Dataset entries
-.-.-
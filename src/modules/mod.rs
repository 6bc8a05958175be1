//! Feature module registry.
//!
//! Modules are the routable feature areas of the dashboard (calendar, budget,
//! track analysis, ...). The registry is static configuration; only the
//! `enabled` flags and the display order can change, and those changes are
//! kept in client-local storage rather than in the team directory.

mod descriptor;
mod registry;
mod settings;

pub use descriptor::{IconKind, ModuleDescriptor};
pub use registry::{
    HOME_MODULE_ID, ModuleRegistry, SavedModule, default_modules, sync_with_defaults,
};
pub use settings::ModuleSettings;
//! In-memory local storage.

use std::collections::HashMap;
use std::sync::{Arc, RwLock};

use super::LocalStore;
use crate::PaddockError;

/// In-memory key/value store.
///
/// Values are lost when the process exits. For state that must survive a
/// restart, use [`FileStore`](super::FileStore).
#[derive(Clone)]
pub struct MemoryStore {
    values: Arc<RwLock<HashMap<String, String>>>,
}

impl MemoryStore {
    /// Creates an empty store.
    pub fn new() -> Self {
        Self {
            values: Arc::new(RwLock::new(HashMap::new())),
        }
    }

    /// Returns the number of stored keys.
    pub fn len(&self) -> usize {
        self.values.read().map(|guard| guard.len()).unwrap_or(0)
    }

    /// Returns true if nothing is stored.
    pub fn is_empty(&self) -> bool {
        self.len() == 0
    }
}

impl Default for MemoryStore {
    fn default() -> Self {
        Self::new()
    }
}

impl LocalStore for MemoryStore {
    fn get(&self, key: &str) -> Result<Option<String>, PaddockError> {
        let values = self
            .values
            .read()
            .map_err(|_| PaddockError::Internal("lock poisoned".into()))?;
        Ok(values.get(key).cloned())
    }

    fn set(&self, key: &str, value: &str) -> Result<(), PaddockError> {
        self.values
            .write()
            .map_err(|_| PaddockError::Internal("lock poisoned".into()))?
            .insert(key.to_owned(), value.to_owned());
        Ok(())
    }

    fn remove(&self, key: &str) -> Result<(), PaddockError> {
        self.values
            .write()
            .map_err(|_| PaddockError::Internal("lock poisoned".into()))?
            .remove(key);
        Ok(())
    }
}

#[cfg(test)]
mod tests {
    use super::*;

    #[test]
    fn test_set_get_remove() {
        let store = MemoryStore::new();
        assert!(store.is_empty());

        store.set("selectedTeamId", "team-1").unwrap();
        assert_eq!(store.get("selectedTeamId").unwrap().as_deref(), Some("team-1"));
        assert_eq!(store.len(), 1);

        store.set("selectedTeamId", "team-2").unwrap();
        assert_eq!(store.get("selectedTeamId").unwrap().as_deref(), Some("team-2"));

        store.remove("selectedTeamId").unwrap();
        assert!(store.get("selectedTeamId").unwrap().is_none());
        assert!(store.is_empty());
    }

    #[test]
    fn test_remove_missing_key() {
        let store = MemoryStore::new();
        assert!(store.remove("nothing").is_ok());
    }

    #[test]
    fn test_clones_share_state() {
        let store = MemoryStore::new();
        let other = store.clone();
        store.set("k", "v").unwrap();
        assert_eq!(other.get("k").unwrap().as_deref(), Some("v"));
    }
}
//! Identifiers shared across the crate and the signed-in principal.
//!
//! Identity itself is owned by the external auth provider; this crate only
//! sees the opaque `uid` it hands out.

use std::fmt;

use serde::{Deserialize, Serialize};

macro_rules! string_id {
    ($(#[$meta:meta])* $name:ident) => {
        $(#[$meta])*
        #[derive(Debug, Clone, PartialEq, Eq, PartialOrd, Ord, Hash, Serialize, Deserialize)]
        #[serde(transparent)]
        pub struct $name(String);

        impl $name {
            pub fn new(value: impl Into<String>) -> Self {
                Self(value.into())
            }

            pub fn as_str(&self) -> &str {
                &self.0
            }
        }

        impl fmt::Display for $name {
            fn fmt(&self, f: &mut fmt::Formatter<'_>) -> fmt::Result {
                f.write_str(&self.0)
            }
        }

        impl From<&str> for $name {
            fn from(value: &str) -> Self {
                Self(value.to_owned())
            }
        }

        impl From<String> for $name {
            fn from(value: String) -> Self {
                Self(value)
            }
        }

        impl PartialEq<str> for $name {
            fn eq(&self, other: &str) -> bool {
                self.0 == other
            }
        }

        impl PartialEq<&str> for $name {
            fn eq(&self, other: &&str) -> bool {
                self.0 == *other
            }
        }
    };
}

string_id!(
    /// Stable user id issued by the identity provider.
    UserId
);
string_id!(
    /// Document id of a team record.
    TeamId
);
string_id!(
    /// Registry id of a feature module, e.g. `budget`.
    ModuleId
);

/// The authenticated principal.
#[derive(Debug, Clone, PartialEq, Eq, Serialize, Deserialize)]
pub struct CurrentUser {
    pub uid: UserId,
}

impl CurrentUser {
    pub fn new(uid: impl Into<UserId>) -> Self {
        Self { uid: uid.into() }
    }
}
use super::registry::{ModuleRegistry, SavedModule};
use crate::PaddockError;
use crate::config::StorageKeys;
use crate::storage::LocalStore;

/// Loads and saves the module registry through a [`LocalStore`].
pub struct ModuleSettings<S: LocalStore> {
    store: S,
    key: String,
}

impl<S: LocalStore> ModuleSettings<S> {
    pub fn new(store: S, key: impl Into<String>) -> Self {
        Self {
            store,
            key: key.into(),
        }
    }

    /// Uses the configured modules key.
    pub fn from_keys(store: S, keys: &StorageKeys) -> Self {
        Self::new(store, keys.modules.clone())
    }

    /// Reads the stored registry, merged over the defaults.
    ///
    /// A missing entry yields the defaults. A corrupt entry is logged and
    /// also yields the defaults.
    pub fn load(&self) -> Result<ModuleRegistry, PaddockError> {
        let Some(raw) = self.store.get(&self.key)? else {
            return Ok(ModuleRegistry::default());
        };

        match serde_json::from_str::<Vec<SavedModule>>(&raw) {
            Ok(saved) => Ok(ModuleRegistry::from_saved(&saved)),
            Err(e) => {
                log::error!(
                    target: "paddock",
                    "msg=\"failed to parse saved modules, using defaults\", key=\"{}\", error=\"{e}\"",
                    self.key
                );
                Ok(ModuleRegistry::default())
            }
        }
    }

    /// Writes the full registry.
    pub fn save(&self, registry: &ModuleRegistry) -> Result<(), PaddockError> {
        let json = serde_json::to_string(registry.as_slice())
            .map_err(|e| PaddockError::Storage(format!("Failed to serialize modules: {e}")))?;
        self.store.set(&self.key, &json)
    }
}

#[cfg(test)]
mod tests {
    use super::*;
    use crate::storage::MemoryStore;

    #[test]
    fn test_load_missing_returns_defaults() {
        let settings = ModuleSettings::new(MemoryStore::new(), "app_modules");
        assert_eq!(settings.load().unwrap(), ModuleRegistry::default());
    }

    #[test]
    fn test_save_then_load_keeps_enabled_flags() {
        let store = MemoryStore::new();
        let settings = ModuleSettings::new(store.clone(), "app_modules");

        let mut registry = ModuleRegistry::default();
        registry.toggle("lap-comparison").unwrap();
        settings.save(&registry).unwrap();

        let loaded = settings.load().unwrap();
        assert!(!loaded.get("lap-comparison").unwrap().enabled);
        assert!(loaded.get("budget").unwrap().enabled);
        assert!(store.get("app_modules").unwrap().unwrap().contains("iconName"));
    }

    #[test]
    fn test_corrupt_entry_falls_back_to_defaults() {
        let store = MemoryStore::new();
        store.set("app_modules", "{not json").unwrap();

        let settings = ModuleSettings::new(store, "app_modules");
        assert_eq!(settings.load().unwrap(), ModuleRegistry::default());
    }

    #[test]
    fn test_configured_key() {
        let store = MemoryStore::new();
        let keys = StorageKeys {
            modules: "kart_modules".to_owned(),
            ..StorageKeys::default()
        };
        let settings = ModuleSettings::from_keys(store.clone(), &keys);

        let mut registry = ModuleRegistry::default();
        registry.toggle("calendar").unwrap();
        settings.save(&registry).unwrap();

        assert!(store.get("app_modules").unwrap().is_none());
        assert!(store.get("kart_modules").unwrap().is_some());
        assert!(!settings.load().unwrap().get("calendar").unwrap().enabled);
    }

    #[test]
    fn test_partial_entries_are_accepted() {
        let store = MemoryStore::new();
        store
            .set("app_modules", r#"[{"id":"calendar","enabled":false}]"#)
            .unwrap();

        let settings = ModuleSettings::new(store, "app_modules");
        let loaded = settings.load().unwrap();
        assert!(!loaded.get("calendar").unwrap().enabled);
        assert_eq!(loaded.len(), 10);
    }
}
-.-.-
#### PROBLEM DESCRIPTION
Show all lines in the records above that hold "super".

#### WRITTEN ANSWER
use super::LocalStore;
/// restart, use [`FileStore`](super::FileStore).
    use super::*;
use super::registry::{ModuleRegistry, SavedModule};
    use super::*;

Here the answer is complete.